Dataset entries: Begin

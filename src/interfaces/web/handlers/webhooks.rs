use axum::{
    Json,
    extract::{Path, Query, State, rejection::JsonRejection},
    http::StatusCode,
    response::{IntoResponse, Response},
};
use serde_json::json;

use super::super::AppState;
use super::{LimitQuery, invalid_body};
use crate::core::webhook::{Payload, WebhookKind};

/// `POST /webhook/{topic}`: accepted immediately, processed by the dispatcher later.
pub async fn receive_webhook(
    State(state): State<AppState>,
    Path(topic): Path<String>,
    payload: Result<Json<Payload>, JsonRejection>,
) -> Response {
    let payload = match payload {
        Ok(Json(payload)) => payload,
        Err(rejection) => return invalid_body(rejection),
    };
    let Some(kind) = WebhookKind::from_topic(&topic) else {
        return (
            StatusCode::NOT_FOUND,
            Json(json!({
                "success": false,
                "error": format!("Unknown webhook topic: {}", topic),
                "kind": "not_found"
            })),
        )
            .into_response();
    };

    let receipt = state.ingress.submit(kind, &topic, payload).await;
    Json(receipt).into_response()
}

pub async fn webhook_history(
    State(state): State<AppState>,
    Query(query): Query<LimitQuery>,
) -> Json<serde_json::Value> {
    let history = state.ingress.history(query.limit.unwrap_or(100)).await;
    Json(json!({
        "success": true,
        "webhooks": history,
        "total": history.len()
    }))
}

pub async fn webhook_stats(State(state): State<AppState>) -> Json<serde_json::Value> {
    Json(json!({
        "success": true,
        "statistics": state.ingress.stats().await
    }))
}

/// `GET /api/webhooks/{id}`: one record, for callers polling a receipt.
pub async fn get_webhook(State(state): State<AppState>, Path(id): Path<String>) -> Response {
    match state.ingress.get(&id).await {
        Some(record) => Json(json!({ "success": true, "webhook": record })).into_response(),
        None => (
            StatusCode::NOT_FOUND,
            Json(json!({
                "success": false,
                "error": format!("Webhook {} not found", id),
                "kind": "not_found"
            })),
        )
            .into_response(),
    }
}
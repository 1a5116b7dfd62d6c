pub mod agent;
pub mod config;
pub mod error;
pub mod lifecycle;
pub mod n8n;
pub mod security;
pub mod terminal;
pub mod webhook;
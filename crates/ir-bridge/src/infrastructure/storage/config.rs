//! TOML configuration for the bridge.
//!
//! # Example
//!
//! ```toml
//! [logging]
//! level = "info"
//!
//! [commands]              # name = payload (Pronto, base64, "N*<code>")
//! power = "JgAEABAgECANBQAA"
//!
//! [devices]               # alias = host
//! living-room = "192.168.1.20"
//!
//! [discovery]
//! timeout = 5             # seconds; <= 0 disables
//!
//! [http]
//! port = 8780             # 0 disables
//! bind_address = "0.0.0.0"
//!
//! [lirc]
//! port = 8765             # 0 disables
//! bind_address = "0.0.0.0"
//! idle_timeout = 0        # seconds; 0 disables
//!
//! [mqtt]
//! broker_url = ""         # empty disables
//! prefix = "ir-bridge"
//! client_id = "ir-bridge"
//! ```
//!
//! # Serde default values
//!
//! Every section is optional and every field inside a section falls back to
//! a `#[serde(default = "...")]` helper, so a config file only needs the
//! values it changes.
//!
//! `[commands]` and `[devices]` are read into `IndexMap`s so entries are
//! registered in the order they are written.  The first device in the file
//! becomes `"default"` unless discovery found one earlier.

use std::net::{IpAddr, SocketAddr};
use std::path::{Path, PathBuf};
use std::time::Duration;

use indexmap::IndexMap;
use serde::Deserialize;
use thiserror::Error;

/// Error type for configuration loading.
#[derive(Debug, Error)]
pub enum ConfigError {
    /// The file could not be read.
    #[error("I/O error accessing config at {path}: {source}")]
    Io {
        path: PathBuf,
        #[source]
        source: std::io::Error,
    },

    /// The TOML content could not be parsed.
    #[error("failed to parse config TOML: {0}")]
    Parse(#[from] toml::de::Error),

    /// A `bind_address` is not an IP address.
    #[error("invalid bind address {value:?}: {source}")]
    InvalidBindAddress {
        value: String,
        #[source]
        source: std::net::AddrParseError,
    },
}

// ── Config schema types ───────────────────────────────────────────────────────

/// Top-level configuration.
#[derive(Debug, Clone, Default, Deserialize, PartialEq)]
pub struct AppConfig {
    #[serde(default)]
    pub logging: LoggingConfig,
    /// Named commands: name → payload.
    #[serde(default)]
    pub commands: IndexMap<String, String>,
    /// Manually configured devices: alias → host.
    #[serde(default)]
    pub devices: IndexMap<String, String>,
    #[serde(default)]
    pub discovery: DiscoveryConfig,
    #[serde(default)]
    pub http: HttpConfig,
    #[serde(default)]
    pub lirc: LircConfig,
    #[serde(default)]
    pub mqtt: MqttConfig,
}

#[derive(Debug, Clone, Deserialize, PartialEq)]
pub struct LoggingConfig {
    /// `tracing` filter used when neither `RUST_LOG` nor `--debug` is set.
    #[serde(default = "default_log_level")]
    pub level: String,
}

#[derive(Debug, Clone, Deserialize, PartialEq)]
pub struct DiscoveryConfig {
    /// Broadcast duration in seconds.  Zero or negative disables discovery.
    #[serde(default = "default_discovery_timeout")]
    pub timeout: i64,
}

#[derive(Debug, Clone, Deserialize, PartialEq)]
pub struct HttpConfig {
    /// TCP port; 0 disables the HTTP front end.
    #[serde(default = "default_http_port")]
    pub port: u16,
    #[serde(default = "default_bind_address")]
    pub bind_address: String,
}

#[derive(Debug, Clone, Deserialize, PartialEq)]
pub struct LircConfig {
    /// TCP port; 0 disables the LIRC front end.
    #[serde(default = "default_lirc_port")]
    pub port: u16,
    #[serde(default = "default_bind_address")]
    pub bind_address: String,
    /// Seconds a client may stay silent before being disconnected; 0 waits
    /// forever.
    #[serde(default)]
    pub idle_timeout: u64,
}

#[derive(Debug, Clone, Deserialize, PartialEq)]
pub struct MqttConfig {
    /// `mqtt://[user:pass@]host[:port]` or `mqtts://...`; empty disables.
    #[serde(default)]
    pub broker_url: String,
    /// Topic prefix; messages arrive on `{prefix}/{device}/transmit`.
    #[serde(default = "default_mqtt_prefix")]
    pub prefix: String,
    #[serde(default = "default_mqtt_client_id")]
    pub client_id: String,
}

// ── Default helpers ───────────────────────────────────────────────────────────

fn default_log_level() -> String {
    "info".to_string()
}
fn default_discovery_timeout() -> i64 {
    5
}
fn default_http_port() -> u16 {
    8780
}
fn default_lirc_port() -> u16 {
    8765
}
fn default_bind_address() -> String {
    "0.0.0.0".to_string()
}
fn default_mqtt_prefix() -> String {
    "ir-bridge".to_string()
}
fn default_mqtt_client_id() -> String {
    "ir-bridge".to_string()
}

impl Default for LoggingConfig {
    fn default() -> Self {
        Self {
            level: default_log_level(),
        }
    }
}

impl Default for DiscoveryConfig {
    fn default() -> Self {
        Self {
            timeout: default_discovery_timeout(),
        }
    }
}

impl Default for HttpConfig {
    fn default() -> Self {
        Self {
            port: default_http_port(),
            bind_address: default_bind_address(),
        }
    }
}

impl Default for LircConfig {
    fn default() -> Self {
        Self {
            port: default_lirc_port(),
            bind_address: default_bind_address(),
            idle_timeout: 0,
        }
    }
}

impl Default for MqttConfig {
    fn default() -> Self {
        Self {
            broker_url: String::new(),
            prefix: default_mqtt_prefix(),
            client_id: default_mqtt_client_id(),
        }
    }
}

// ── Derived settings ──────────────────────────────────────────────────────────

impl DiscoveryConfig {
    /// `None` when discovery is disabled.
    pub fn duration(&self) -> Option<Duration> {
        u64::try_from(self.timeout)
            .ok()
            .filter(|&secs| secs > 0)
            .map(Duration::from_secs)
    }
}

impl HttpConfig {
    /// Listen address, or `None` when the front end is disabled.
    ///
    /// # Errors
    ///
    /// Returns [`ConfigError::InvalidBindAddress`] if `bind_address` is not an
    /// IP address.
    pub fn listen_addr(&self) -> Result<Option<SocketAddr>, ConfigError> {
        listen_addr(&self.bind_address, self.port)
    }
}

impl LircConfig {
    /// Listen address, or `None` when the front end is disabled.
    ///
    /// # Errors
    ///
    /// Returns [`ConfigError::InvalidBindAddress`] if `bind_address` is not an
    /// IP address.
    pub fn listen_addr(&self) -> Result<Option<SocketAddr>, ConfigError> {
        listen_addr(&self.bind_address, self.port)
    }

    /// `None` when idle clients are never disconnected.
    pub fn idle_timeout(&self) -> Option<Duration> {
        (self.idle_timeout > 0).then(|| Duration::from_secs(self.idle_timeout))
    }
}

impl MqttConfig {
    pub fn is_enabled(&self) -> bool {
        !self.broker_url.trim().is_empty()
    }
}

fn listen_addr(bind_address: &str, port: u16) -> Result<Option<SocketAddr>, ConfigError> {
    if port == 0 {
        return Ok(None);
    }
    let ip: IpAddr = bind_address
        .parse()
        .map_err(|source| ConfigError::InvalidBindAddress {
            value: bind_address.to_string(),
            source,
        })?;
    Ok(Some(SocketAddr::new(ip, port)))
}

// ── Loading ───────────────────────────────────────────────────────────────────

/// Parses configuration text.
///
/// # Errors
///
/// Returns [`ConfigError::Parse`] if the TOML is malformed or a value has
/// the wrong type.
pub fn parse_config(text: &str) -> Result<AppConfig, ConfigError> {
    Ok(toml::from_str(text)?)
}

/// Loads the configuration from `path`, or returns the defaults when no path
/// was given.
///
/// # Errors
///
/// Returns [`ConfigError::Io`] if the file cannot be read (including when it
/// does not exist) and [`ConfigError::Parse`] if the TOML is malformed.
pub fn load_config(path: Option<&Path>) -> Result<AppConfig, ConfigError> {
    let Some(path) = path else {
        return Ok(AppConfig::default());
    };
    let content = std::fs::read_to_string(path).map_err(|source| ConfigError::Io {
        path: path.to_path_buf(),
        source,
    })?;
    parse_config(&content)
}

// ── Tests ─────────────────────────────────────────────────────────────────────
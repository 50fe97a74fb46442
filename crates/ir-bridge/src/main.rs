//! ir-bridge entry point.
//!
//! # What happens at startup
//!
//! 1. The command line is parsed (`ir-bridge [-d] [CONFIG]`).
//! 2. The configuration file is loaded; a missing or malformed file is fatal.
//! 3. Logging is initialised.  `RUST_LOG` wins, then `--debug`, then
//!    `[logging] level` from the file.
//! 4. The registry is built on the blocking pool: commands, configured
//!    devices, then network discovery.
//! 5. A Ctrl+C handler clears the shared `running` flag.
//! 6. The HTTP, LIRC and MQTT front ends run until that flag is cleared.

use std::sync::{
    atomic::{AtomicBool, Ordering},
    Arc,
};

use anyhow::Context;
use clap::Parser;
use tracing::{debug, error, info};

use ir_bridge::app;
use ir_bridge::application::bootstrap::build_registry;
use ir_bridge::cli::Cli;
use ir_bridge::infrastructure::controller::broadlink::BroadlinkController;
use ir_bridge::infrastructure::storage::load_config;
use ir_bridge::SERVER_IDENTITY;

#[tokio::main]
async fn main() -> anyhow::Result<()> {
    let cli = Cli::parse();

    let config = load_config(cli.config.as_deref()).context("failed to load configuration")?;

    tracing_subscriber::fmt()
        .with_env_filter(cli.log_filter(&config.logging.level))
        .init();

    info!("{SERVER_IDENTITY} starting");

    let registry = {
        let config = config.clone();
        tokio::task::spawn_blocking(move || build_registry(&config, Arc::new(BroadlinkController::new())))
            .await
            .context("registry setup task failed")??
    };
    let commands = registry.commands();
    for (name, packet) in &commands {
        debug!(
            "command {name}: {:?}, {} bytes, repeat {}",
            packet.packet_type(),
            packet.len(),
            packet.repeat()
        );
    }
    info!(
        "{} device(s), {} command(s) registered",
        registry.devices().len(),
        commands.len()
    );

    // ── Graceful shutdown flag ────────────────────────────────────────────────
    let running = Arc::new(AtomicBool::new(true));
    let running_clone = Arc::clone(&running);
    tokio::spawn(async move {
        match tokio::signal::ctrl_c().await {
            Ok(()) => {
                info!("received Ctrl+C, shutting down");
                running_clone.store(false, Ordering::Relaxed);
            }
            Err(e) => error!("failed to listen for Ctrl+C signal: {e}"),
        }
    });

    app::run(&config, Arc::new(registry), running).await?;

    info!("{SERVER_IDENTITY} stopped");
    Ok(())
}
//! The [`IrCode`] tagged union and payload classification.
//!
//! Front ends receive raw bytes (an HTTP body, an MQTT payload, a token from
//! a LIRC command line).  [`IrCode::classify`] decides once what those bytes
//! are; everything downstream matches on the variant instead of re-sniffing.

use crate::codec::{decode_multiply, CodecError};
use crate::packet::PacketType;

/// Texts shorter than this cannot be a Pronto or base64 packet.
pub const MIN_TEXT_CODE_LEN: usize = 5;

/// Prefix identifying a raw Pronto hex code.
pub const PRONTO_PREFIX: &str = "0000";

/// An IR code in one of its accepted representations.
#[derive(Debug, Clone, PartialEq, Eq)]
pub enum IrCode {
    /// A command name registered in the bridge's command table.
    Named(String),
    /// Whitespace-free Pronto hex text.
    Pronto(String),
    /// Whitespace-free base64 of a canonical packet.
    Base64(String),
    /// Raw canonical packet bytes.
    Binary(Vec<u8>),
}

impl IrCode {
    /// Classifies a raw payload, folding any `"N*"` multiplier into `repeat`.
    ///
    /// `is_command` reports whether a text is a registered command name;
    /// named commands are recognised before the minimum-length check so short
    /// names like `"tv"` work.
    ///
    /// Returns the classified code together with the (possibly updated) repeat
    /// count.
    ///
    /// # Errors
    ///
    /// Returns [`CodecError::InvalidCode`] when the payload is empty, is not
    /// UTF-8 text (and not binary), carries a zero multiplier, or is too short
    /// to be a code.
    ///
    /// # Example
    ///
    /// ```rust
    /// use ir_core::IrCode;
    ///
    /// let (code, repeat) = IrCode::classify(b"2*power", None, |name| name == "power").unwrap();
    /// assert_eq!(code, IrCode::Named("power".to_string()));
    /// assert_eq!(repeat, Some(1));
    /// ```
    pub fn classify<F>(
        raw: &[u8],
        repeat: Option<u32>,
        is_command: F,
    ) -> Result<(IrCode, Option<u32>), CodecError>
    where
        F: Fn(&str) -> bool,
    {
        let first = match raw.first() {
            Some(&byte) => byte,
            None => return Err(CodecError::InvalidCode("empty code".to_string())),
        };

        if PacketType::is_tag(first) {
            return Ok((IrCode::Binary(raw.to_vec()), repeat));
        }

        let text = std::str::from_utf8(raw)
            .map_err(|_| CodecError::InvalidCode("code is neither text nor a packet".to_string()))?;
        let (text, repeat) = decode_multiply(text, repeat)?;

        if is_command(&text) {
            return Ok((IrCode::Named(text), repeat));
        }
        if text.len() < MIN_TEXT_CODE_LEN {
            return Err(CodecError::InvalidCode(format!("code too short: {text:?}")));
        }
        if text.starts_with(PRONTO_PREFIX) {
            Ok((IrCode::Pronto(text), repeat))
        } else {
            Ok((IrCode::Base64(text), repeat))
        }
    }

    /// Short label for log messages.
    pub fn kind(&self) -> &'static str {
        match self {
            IrCode::Named(_) => "named",
            IrCode::Pronto(_) => "pronto",
            IrCode::Base64(_) => "base64",
            IrCode::Binary(_) => "binary",
        }
    }
}

// ── Tests ─────────────────────────────────────────────────────────────────────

Dataset entries: End

→ Directions:
Only a number is needed here: the count of lines above that hold the string "record".

→ Reply:
2